Grasshopper assemblages inhabiting eight pastures of shortgrass prairie rangeland in northeast Colorado were studied for 4–6 years during a general increase and decrease in grasshopper abundance. Average densities increased 10-fold during a 3- to 4-year increase phase, with individual species and populations in separate pastures exhibiting greater or lesser changes. Asynchrony in grasshopper population characteristics was noted. The co-dominant species, Opeia obscura (Thomas) and Melanoplus gladstoni Scudder, exhibited similar trends in density, but M. gladstoni dominance, expressed as its proportion of the population, declined steadily relative to O. obscura. Subdominant species similarly were asynchronous. Species richness did not change during this cycle. Grasshopper densities and assemblage structure were not affected by rangeland management practices of fertilizer (nitrogen) and herbicide (atrazine) application.
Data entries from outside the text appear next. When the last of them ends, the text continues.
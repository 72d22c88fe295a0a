//! Wire protocol definitions
//!
//! Frames are short ASCII strings. Fields are joined with [`SEPARATOR`], a
//! multi-character token, and each frame is read from the socket with one
//! bounded read. File contents travel as raw bytes after the frame exchange
//! that announces their length.
//!
//! ```text
//! LIST                               -> EMPTY | name|size,name|size
//! UPLOAD<SEPARATOR>name<SEPARATOR>n  -> READY, then n raw bytes from client
//! DOWNLOAD<SEPARATOR>name            -> ERROR | name<SEPARATOR>n, OK, n raw bytes
//! DELETE<SEPARATOR>name              -> OK | ERROR:<CODE>
//! QUIT                               -> (connection closed)
//! anything else                      -> INVALID
//! ```

use std::borrow::Cow;

use percent_encoding::{percent_decode_str, utf8_percent_encode, AsciiSet, NON_ALPHANUMERIC};

use crate::error::{ErrorCode, ProtocolError};
use crate::types::FileEntry;

/// Field delimiter inside a frame
pub const SEPARATOR: &str = "<SEPARATOR>";

pub const READY: &str = "READY";
pub const OK: &str = "OK";
pub const EMPTY: &str = "EMPTY";
pub const ERROR: &str = "ERROR";
pub const INVALID: &str = "INVALID";

/// Characters left as-is when encoding names (RFC 3986 unreserved)
const NAME_ENCODE_SET: &AsciiSet = &NON_ALPHANUMERIC
    .remove(b'-')
    .remove(b'.')
    .remove(b'_')
    .remove(b'~');

/// Percent-encode a name for transmission
pub fn encode_name(name: &str) -> Cow<'_, str> {
    utf8_percent_encode(name, NAME_ENCODE_SET).into()
}

/// Percent-decode a name received from the wire
pub fn decode_name(wire: &str) -> Cow<'_, str> {
    percent_decode_str(wire).decode_utf8_lossy()
}

/// Percent-decode a name, refusing escapes that are not valid UTF-8
pub fn try_decode_name(wire: &str) -> Result<Cow<'_, str>, ProtocolError> {
    percent_decode_str(wire)
        .decode_utf8()
        .map_err(|_| ProtocolError::NotUtf8)
}

/// A client request
#[derive(Clone, Debug, PartialEq, Eq)]
pub enum Command {
    List,
    /// `name` is the wire form; the server decodes and sanitizes it
    Upload { name: String, size: u64 },
    Download { name: String },
    Delete { name: String },
    Quit,
}

impl Command {
    /// Parse one frame.
    ///
    /// Unknown verbs yield [`ProtocolError::UnknownCommand`]; known verbs with
    /// the wrong shape yield [`ProtocolError::Malformed`] or
    /// [`ProtocolError::InvalidSize`].
    pub fn parse(frame: &str) -> Result<Self, ProtocolError> {
        let frame = frame.trim_end_matches(['\r', '\n']);
        let fields: Vec<&str> = frame.split(SEPARATOR).collect();

        match fields[0] {
            "LIST" if fields.len() == 1 => Ok(Command::List),
            "QUIT" if fields.len() == 1 => Ok(Command::Quit),
            "UPLOAD" => match fields[..] {
                [_, name, size] => {
                    let size = size
                        .trim()
                        .parse::<u64>()
                        .map_err(|_| ProtocolError::InvalidSize(size.to_string()))?;
                    Ok(Command::Upload {
                        name: name.to_string(),
                        size,
                    })
                }
                _ => Err(malformed("UPLOAD", 3, fields.len())),
            },
            "DOWNLOAD" => match fields[..] {
                [_, name] => Ok(Command::Download {
                    name: name.to_string(),
                }),
                _ => Err(malformed("DOWNLOAD", 2, fields.len())),
            },
            "DELETE" => match fields[..] {
                [_, name] => Ok(Command::Delete {
                    name: name.to_string(),
                }),
                _ => Err(malformed("DELETE", 2, fields.len())),
            },
            _ => Err(ProtocolError::UnknownCommand(frame.to_string())),
        }
    }

    /// Encode as a frame, percent-encoding names
    pub fn encode(&self) -> String {
        match self {
            Command::List => "LIST".to_string(),
            Command::Quit => "QUIT".to_string(),
            Command::Upload { name, size } => {
                format!("UPLOAD{SEPARATOR}{}{SEPARATOR}{size}", encode_name(name))
            }
            Command::Download { name } => format!("DOWNLOAD{SEPARATOR}{}", encode_name(name)),
            Command::Delete { name } => format!("DELETE{SEPARATOR}{}", encode_name(name)),
        }
    }

    /// Verb used in logs
    pub fn verb(&self) -> &'static str {
        match self {
            Command::List => "LIST",
            Command::Upload { .. } => "UPLOAD",
            Command::Download { .. } => "DOWNLOAD",
            Command::Delete { .. } => "DELETE",
            Command::Quit => "QUIT",
        }
    }
}

fn malformed(command: &'static str, expected: usize, got: usize) -> ProtocolError {
    ProtocolError::Malformed {
        command,
        reason: format!("expected {} fields, got {}", expected, got),
    }
}

/// `ERROR:<CODE>`
pub fn error_reply(code: ErrorCode) -> String {
    format!("{ERROR}:{code}")
}

/// Parse a reply that is either `OK` or `ERROR:<CODE>`
pub fn parse_status_reply(reply: &str) -> Result<Result<(), ErrorCode>, ProtocolError> {
    if reply == OK {
        return Ok(Ok(()));
    }

    reply
        .strip_prefix("ERROR:")
        .and_then(ErrorCode::parse)
        .map(Err)
        .ok_or_else(|| ProtocolError::Malformed {
            command: "status",
            reason: format!("unexpected reply {:?}", reply),
        })
}

/// Header announcing a download: `name<SEPARATOR>size`
pub fn download_header(name: &str, size: u64) -> String {
    format!("{}{SEPARATOR}{size}", encode_name(name))
}

/// Parse a download header into the decoded name and size
pub fn parse_download_header(frame: &str) -> Result<(String, u64), ProtocolError> {
    match frame.split(SEPARATOR).collect::<Vec<_>>()[..] {
        [name, size] => {
            let size = size
                .parse::<u64>()
                .map_err(|_| ProtocolError::InvalidSize(size.to_string()))?;
            Ok((decode_name(name).into_owned(), size))
        }
        _ => Err(ProtocolError::Malformed {
            command: "DOWNLOAD",
            reason: format!("unexpected header {:?}", frame),
        }),
    }
}

/// Encode a directory listing, or [`EMPTY`] when there is nothing to list
pub fn encode_listing(entries: &[FileEntry]) -> String {
    if entries.is_empty() {
        return EMPTY.to_string();
    }

    entries
        .iter()
        .map(|e| format!("{}|{}", encode_name(&e.name), e.size))
        .collect::<Vec<_>>()
        .join(",")
}

/// Parse a listing produced by [`encode_listing`]
pub fn parse_listing(payload: &str) -> Result<Vec<FileEntry>, ProtocolError> {
    if payload == EMPTY {
        return Ok(Vec::new());
    }

    payload
        .split(',')
        .map(|item| {
            let (name, size) = item.rsplit_once('|').ok_or_else(|| ProtocolError::Malformed {
                command: "LIST",
                reason: format!("entry without size: {:?}", item),
            })?;
            let size = size
                .parse::<u64>()
                .map_err(|_| ProtocolError::InvalidSize(size.to_string()))?;
            Ok(FileEntry::new(decode_name(name).into_owned(), size))
        })
        .collect()
}

#[cfg(test)]
mod tests {
    use super::*;

    #[test]
    fn test_parse_simple_commands() {
        assert_eq!(Command::parse("LIST").unwrap(), Command::List);
        assert_eq!(Command::parse("QUIT").unwrap(), Command::Quit);
        assert_eq!(Command::parse("LIST\r\n").unwrap(), Command::List);
    }

    #[test]
    fn test_parse_upload() {
        let cmd = Command::parse("UPLOAD<SEPARATOR>report.pdf<SEPARATOR>5000").unwrap();
        assert_eq!(
            cmd,
            Command::Upload {
                name: "report.pdf".into(),
                size: 5000
            }
        );
    }

    #[test]
    fn test_parse_upload_bad_size() {
        let err = Command::parse("UPLOAD<SEPARATOR>a.txt<SEPARATOR>lots").unwrap_err();
        assert!(matches!(err, ProtocolError::InvalidSize(_)));

        let err = Command::parse("UPLOAD<SEPARATOR>a.txt<SEPARATOR>-1").unwrap_err();
        assert!(matches!(err, ProtocolError::InvalidSize(_)));
    }

    #[test]
    fn test_parse_wrong_arity_is_malformed() {
        assert!(matches!(
            Command::parse("UPLOAD<SEPARATOR>a.txt").unwrap_err(),
            ProtocolError::Malformed { .. }
        ));
        assert!(matches!(
            Command::parse("DOWNLOAD").unwrap_err(),
            ProtocolError::Malformed { .. }
        ));
        assert!(matches!(
            Command::parse("DELETE<SEPARATOR>a<SEPARATOR>b").unwrap_err(),
            ProtocolError::Malformed { .. }
        ));
    }

    #[test]
    fn test_parse_unknown() {
        assert!(matches!(
            Command::parse("FOO").unwrap_err(),
            ProtocolError::UnknownCommand(_)
        ));
        assert!(matches!(
            Command::parse("LIST<SEPARATOR>x").unwrap_err(),
            ProtocolError::UnknownCommand(_)
        ));
        assert!(matches!(
            Command::parse("").unwrap_err(),
            ProtocolError::UnknownCommand(_)
        ));
    }

    #[test]
    fn test_encode_escapes_separator_in_names() {
        let cmd = Command::Download {
            name: "a<SEPARATOR>b".into(),
        };
        let frame = cmd.encode();
        assert_eq!(frame.matches(SEPARATOR).count(), 1);

        match Command::parse(&frame).unwrap() {
            Command::Download { name } => assert_eq!(decode_name(&name), "a<SEPARATOR>b"),
            other => panic!("unexpected {:?}", other),
        }
    }

    #[test]
    fn test_listing() {
        assert_eq!(encode_listing(&[]), EMPTY);
        assert!(parse_listing(EMPTY).unwrap().is_empty());

        let entries = vec![
            FileEntry::new("report.pdf", 5000),
            FileEntry::new("a,b|c.txt", 3),
        ];
        let payload = encode_listing(&entries);
        assert!(payload.starts_with("report.pdf|5000,"));
        assert_eq!(parse_listing(&payload).unwrap(), entries);
    }

    #[test]
    fn test_status_reply() {
        assert_eq!(parse_status_reply("OK").unwrap(), Ok(()));
        assert_eq!(
            parse_status_reply(&error_reply(ErrorCode::NotFound)).unwrap(),
            Err(ErrorCode::NotFound)
        );
        assert!(parse_status_reply("READY").is_err());
    }

    #[test]
    fn test_download_header() {
        let header = download_header("my notes.txt", 42);
        assert_eq!(header, "my%20notes.txt<SEPARATOR>42");
        assert_eq!(
            parse_download_header(&header).unwrap(),
            ("my notes.txt".to_string(), 42)
        );
        assert!(parse_download_header(ERROR).is_err());
    }
}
On a étudié les communautés de criquets de huit pâturages en prairie à herbages courts du nord-est du Colorado pendant 4–6 ans au cours d’un cycle de croissance–décroissance d’abondance. Les densités moyennes ont augmenté de 10 fois durant la phase croissante d’une durée de 3–4 ans, les espèces et populations des différents pâturages montrant des fluctuations plus ou moins importantes. On a noté une asynchronie des caractéristiques démographiques des populations de criquets. La densité des espèces co-dominantes Opeia obscura (Thomas) et Melanoplus gladstoni Scudder montrait des tendances similaires, mais la dominance de M. gladstoni, exprimée en tant que proportion de la population qu’elle représentait, a diminué constamment relativement à O. obscura. Les espèces sous-dominantes étaient également asynchrones. La richesse en espèces n’a pas changé durant ce cycle. Les densités de criquets et la composition de leurs communautés n’ont pas été affectées par les pratiques d’application de fertilisants (azote) et d’herbicides (atrazine) du programme de régie des terres.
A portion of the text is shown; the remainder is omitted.